GPTQ quantization on Custom dataset

Following the tutorial from optimum, it says a list of string can be passed as a dataset, but my question is how to pass dataset having multiple columns ?

dataset = ["auto-gptq is an easy-to-use model quantization library with user-friendly apis, based on GPTQ algorithm."]
quantization = GPTQConfig(bits=4, dataset = dataset, tokenizer=tokenizer)
2 Likes

Any further progress on this?? I am facing same issue

I haven’t looked much on this , @VikrantKadam will look onto it later.

If you want to pass a dataset with multiple columns, you need to structure your dataset appropriately. A list of strings, as in your example, is suitable for a single-column dataset. However, for a dataset with multiple columns, each entry in the list can be a dictionary where the keys represent column names and the values are the corresponding data for each column.

Here’s an example:

pythonCopy code

dataset = [
    {"text": "auto-gptq is an easy-to-use model quantization library", "label": "positive"},
    {"text": "another example of a sentence", "label": "negative"},
    # Add more entries as needed
]

quantization = GPTQConfig(bits=4, dataset=dataset, tokenizer=tokenizer)

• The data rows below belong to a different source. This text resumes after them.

//! Metadata document schema.
//!
//! These types mirror the JSON document shipped alongside the drawing
//! images. Discipline entries are decoded once into [`DisciplineHistory`]
//! so later stages never re-inspect which keys were present.

use serde::{Deserialize, Deserializer, Serialize};
use serde_json::Value;

use super::ordered::OrderedMap;
use super::transform::{ImageTransform, PolygonTransform};

/// Top-level metadata document.
#[derive(Debug, Clone, Default, Serialize, Deserialize)]
pub struct DrawingMetadata {
    /// Project information
    #[serde(default)]
    pub project: ProjectInfo,
    /// Disciplines known to the project
    #[serde(default)]
    pub disciplines: Vec<DisciplineInfo>,
    /// Drawings keyed by drawing id, in document order
    #[serde(default)]
    pub drawings: OrderedMap<Drawing>,
}

impl DrawingMetadata {
    /// Decode a metadata document from JSON text.
    pub fn from_json(json: &str) -> crate::Result<Self> {
        Ok(serde_json::from_str(json)?)
    }
}

/// Basic project information.
#[derive(Debug, Clone, Default, Serialize, Deserialize)]
pub struct ProjectInfo {
    /// Project name
    #[serde(default)]
    pub name: String,
    /// Length unit used by the drawings
    #[serde(default)]
    pub unit: String,
}

/// A discipline label listed at the document level.
#[derive(Debug, Clone, Serialize, Deserialize)]
pub struct DisciplineInfo {
    /// Discipline name
    pub name: String,
}

/// A drawing (building, floor, site) in the drawing hierarchy.
#[derive(Debug, Clone, Serialize, Deserialize)]
pub struct Drawing {
    /// Drawing id, also the key in the drawings object
    pub id: String,
    /// Display name
    pub name: String,
    /// Image file name of the drawing
    pub image: String,
    /// Parent drawing id, `None` for a root drawing
    #[serde(default)]
    pub parent: Option<String>,
    /// Placement of this drawing on its parent
    #[serde(default)]
    pub position: Option<Position>,
    /// Discipline data keyed by discipline name. Falsy entries are skipped.
    #[serde(default, deserialize_with = "deserialize_disciplines")]
    pub disciplines: Option<OrderedMap<Option<Discipline>>>,
}

/// Whether a JSON value is `null`, `false`, zero or the empty string.
fn is_falsy(value: &Value) -> bool {
    match value {
        Value::Null | Value::Bool(false) => true,
        Value::Number(n) => n.as_f64() == Some(0.0),
        Value::String(s) => s.is_empty(),
        _ => false,
    }
}

/// Decode discipline entries. Falsy values become `None`; other non-object
/// values become a discipline without data.
fn deserialize_disciplines<'de, D>(
    deserializer: D,
) -> Result<Option<OrderedMap<Option<Discipline>>>, D::Error>
where
    D: Deserializer<'de>,
{
    let Some(raw) = Option::<OrderedMap<Value>>::deserialize(deserializer)? else {
        return Ok(None);
    };
    let mut disciplines = OrderedMap::new();
    for (name, value) in raw.iter() {
        let discipline = if is_falsy(value) {
            None
        } else if value.is_object() {
            Some(Discipline::deserialize(value).map_err(<D::Error as serde::de::Error>::custom)?)
        } else {
            Some(Discipline::from(RawDiscipline::default()))
        };
        disciplines.insert(name, discipline);
    }
    Ok(Some(disciplines))
}

/// Placement of a drawing on its parent drawing.
#[derive(Debug, Clone, Serialize, Deserialize)]
#[serde(rename_all = "camelCase")]
pub struct Position {
    /// Outline of the drawing on the parent image
    #[serde(default)]
    pub vertices: Option<Vec<Vec<f32>>>,
    /// Transform of the drawing image onto its parent
    pub image_transform: ImageTransform,
}

/// Region of interest polygon.
#[derive(Debug, Clone, Default, PartialEq, Serialize, Deserialize)]
#[serde(rename_all = "camelCase")]
pub struct Polygon {
    /// Vertices as `[x, y]` pairs
    #[serde(default, skip_serializing_if = "Option::is_none")]
    pub vertices: Option<Vec<Vec<f32>>>,
    /// Transform applied to the vertices
    #[serde(default, skip_serializing_if = "Option::is_none")]
    pub polygon_transform: Option<PolygonTransform>,
}

impl Polygon {
    /// Vertices as points. Entries with fewer than two numbers are skipped.
    pub fn points(&self) -> Vec<(f32, f32)> {
        self.vertices
            .iter()
            .flatten()
            .filter_map(|v| match v.as_slice() {
                [x, y, ..] => Some((*x, *y)),
                _ => None,
            })
            .collect()
    }

    /// Vertices after applying the polygon transform, if any.
    pub fn projected_points(&self) -> Vec<(f32, f32)> {
        let points = self.points();
        match &self.polygon_transform {
            Some(t) => {
                let t = t.resolve();
                points.into_iter().map(|(x, y)| t.apply(x, y)).collect()
            }
            None => points,
        }
    }
}

/// A dated revision of a discipline or region.
#[derive(Debug, Clone, PartialEq, Serialize, Deserialize)]
#[serde(rename_all = "camelCase")]
pub struct Revision {
    /// Version label, e.g. `REV1` or `REV2A`
    pub version: String,
    /// Image file name of this revision
    pub image: String,
    /// Revision date (YYYY-MM-DD)
    #[serde(default)]
    pub date: String,
    /// Short description
    #[serde(default)]
    pub description: String,
    /// List of changes
    #[serde(default)]
    pub changes: Vec<String>,
    /// Alignment of this revision's image onto its base
    #[serde(default, skip_serializing_if = "Option::is_none")]
    pub image_transform: Option<ImageTransform>,
    /// Region outline for this revision
    #[serde(default, skip_serializing_if = "Option::is_none")]
    pub polygon: Option<Polygon>,
}

impl Revision {
    /// Split the version label into its number and suffix (`REV2A` -> `(2, "A")`).
    ///
    /// Returns `None` when the label does not follow the `REV<number><suffix>` pattern.
    pub fn version_parts(&self) -> Option<(u32, &str)> {
        let rest = self.version.strip_prefix("REV")?;
        let digits = rest.chars().take_while(|c| c.is_ascii_digit()).count();
        if digits == 0 {
            return None;
        }
        let number = rest[..digits].parse().ok()?;
        Some((number, &rest[digits..]))
    }
}

/// A sub-area of a discipline with its own revision history.
#[derive(Debug, Clone, Serialize, Deserialize)]
pub struct Region {
    /// Region outline
    #[serde(default)]
    pub polygon: Polygon,
    /// Revisions of this region
    #[serde(default)]
    pub revisions: Vec<Revision>,
}

/// How a discipline's history is organized.
#[derive(Debug, Clone)]
pub enum DisciplineHistory {
    /// History broken down per region
    Regions(OrderedMap<Region>),
    /// Flat revision list
    Revisions(Vec<Revision>),
    /// No revision history
    None,
}

/// Discipline data attached to a drawing.
#[derive(Debug, Clone, Serialize, Deserialize)]
#[serde(from = "RawDiscipline", into = "RawDiscipline")]
pub struct Discipline {
    /// Image of this discipline, if it differs from the drawing image
    pub image: Option<String>,
    /// Alignment onto the drawing image
    pub image_transform: Option<ImageTransform>,
    /// Outline of the discipline on the drawing
    pub polygon: Option<Polygon>,
    /// Revision history
    pub history: DisciplineHistory,
}

/// Wire shape of a discipline entry.
#[derive(Debug, Clone, Default, Serialize, Deserialize)]
#[serde(rename_all = "camelCase")]
struct RawDiscipline {
    #[serde(default, skip_serializing_if = "Option::is_none")]
    image: Option<String>,
    #[serde(default, skip_serializing_if = "Option::is_none")]
    image_transform: Option<ImageTransform>,
    #[serde(default, skip_serializing_if = "Option::is_none")]
    polygon: Option<Polygon>,
    #[serde(default, skip_serializing_if = "Option::is_none")]
    regions: Option<OrderedMap<Region>>,
    #[serde(default, skip_serializing_if = "Option::is_none")]
    revisions: Option<Vec<Revision>>,
}

impl From<RawDiscipline> for Discipline {
    fn from(raw: RawDiscipline) -> Self {
        // Regions win when a malformed entry carries both keys.
        let history = match (raw.regions, raw.revisions) {
            (Some(regions), _) => DisciplineHistory::Regions(regions),
            (None, Some(revisions)) => DisciplineHistory::Revisions(revisions),
            (None, None) => DisciplineHistory::None,
        };
        Self {
            image: raw.image,
            image_transform: raw.image_transform,
            polygon: raw.polygon,
            history,
        }
    }
}

impl From<Discipline> for RawDiscipline {
    fn from(d: Discipline) -> Self {
        let (regions, revisions) = match d.history {
            DisciplineHistory::Regions(r) => (Some(r), None),
            DisciplineHistory::Revisions(r) => (None, Some(r)),
            DisciplineHistory::None => (None, None),
        };
        Self {
            image: d.image,
            image_transform: d.image_transform,
            polygon: d.polygon,
            regions,
            revisions,
        }
    }
}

In this example, each entry in the dataset list is a dictionary with keys "text" and "label". You can have additional columns if needed. Adjust the column names and values based on the structure of your dataset.

Make sure that the column names you use in the dataset match the column names expected by the GPTQConfig or any other part of your code that processes the dataset. If you are using a custom class or function for dataset processing, you might need to modify it accordingly to handle the dictionary structure.